Segment Open

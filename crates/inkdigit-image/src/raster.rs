use crate::{ImageError, PixelFormat};
use inkdigit_base::{Tensor, TensorError, Vec2, element_count};

/// Bytes needed for a `size` raster of `format`; both sides must be non-zero
/// and the total must fit in `usize`.
fn byte_count(size: Vec2<usize>, format: PixelFormat) -> Result<usize, ImageError> {
    let invalid = || ImageError::InvalidDimensions {
        width: size.x,
        height: size.y,
    };
    if size.x == 0 || size.y == 0 {
        return Err(invalid());
    }
    element_count(&[size.x, size.y, format.bytes_per_pixel()]).map_err(|_| invalid())
}

/// A captured W×H bitmap. Rows are stored top to bottom, no padding.
#[derive(Debug, Clone, PartialEq)]
pub struct RasterImage {
    size: Vec2<usize>,
    format: PixelFormat,
    data: Vec<u8>,
}

impl RasterImage {
    /// Wrap `data`, which must hold exactly `width * height` pixels of `format`.
    pub fn new(size: Vec2<usize>, format: PixelFormat, data: Vec<u8>) -> Result<Self, ImageError> {
        let expected = byte_count(size, format)?;
        if data.len() != expected {
            return Err(ImageError::Tensor(TensorError::ShapeMismatch {
                expected,
                got: data.len(),
            }));
        }
        Ok(Self { size, format, data })
    }

    // caller guarantees size and length already agree
    pub(crate) fn from_parts(size: Vec2<usize>, format: PixelFormat, data: Vec<u8>) -> Self {
        Self { size, format, data }
    }

    /// A raster with every pixel set to `pixel`.
    pub fn filled(size: Vec2<usize>, format: PixelFormat, pixel: &[u8]) -> Result<Self, ImageError> {
        if pixel.len() != format.bytes_per_pixel() {
            return Err(ImageError::Tensor(TensorError::ShapeMismatch {
                expected: format.bytes_per_pixel(),
                got: pixel.len(),
            }));
        }
        byte_count(size, format)?;
        let data = pixel.repeat(size.x * size.y);
        Ok(Self { size, format, data })
    }

    pub fn size(&self) -> Vec2<usize> {
        self.size
    }

    pub fn width(&self) -> usize {
        self.size.x
    }

    pub fn height(&self) -> usize {
        self.size.y
    }

    pub fn format(&self) -> PixelFormat {
        self.format
    }

    pub fn data(&self) -> &[u8] {
        &self.data
    }

    pub fn data_mut(&mut self) -> &mut [u8] {
        &mut self.data
    }

    pub fn into_data(self) -> Vec<u8> {
        self.data
    }

    /// Bytes of the pixel at column `x`, row `y`.
    pub fn pixel(&self, x: usize, y: usize) -> &[u8] {
        let bpp = self.format.bytes_per_pixel();
        let offset = (y * self.size.x + x) * bpp;
        &self.data[offset..offset + bpp]
    }

    pub fn pixel_mut(&mut self, x: usize, y: usize) -> &mut [u8] {
        let bpp = self.format.bytes_per_pixel();
        let offset = (y * self.size.x + x) * bpp;
        &mut self.data[offset..offset + bpp]
    }

    /// HWC view: `[height, width, channels]`.
    pub fn to_tensor(&self) -> Result<Tensor<u8>, ImageError> {
        Ok(Tensor::new(
            vec![self.size.y, self.size.x, self.format.bytes_per_pixel()],
            self.data.clone(),
        )?)
    }
}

Segment Closed

--- What you have to do ---
Report the number of lines in the listing where the string "Tensor" appears, and nothing besides.

--- Answer for this exercise ---
5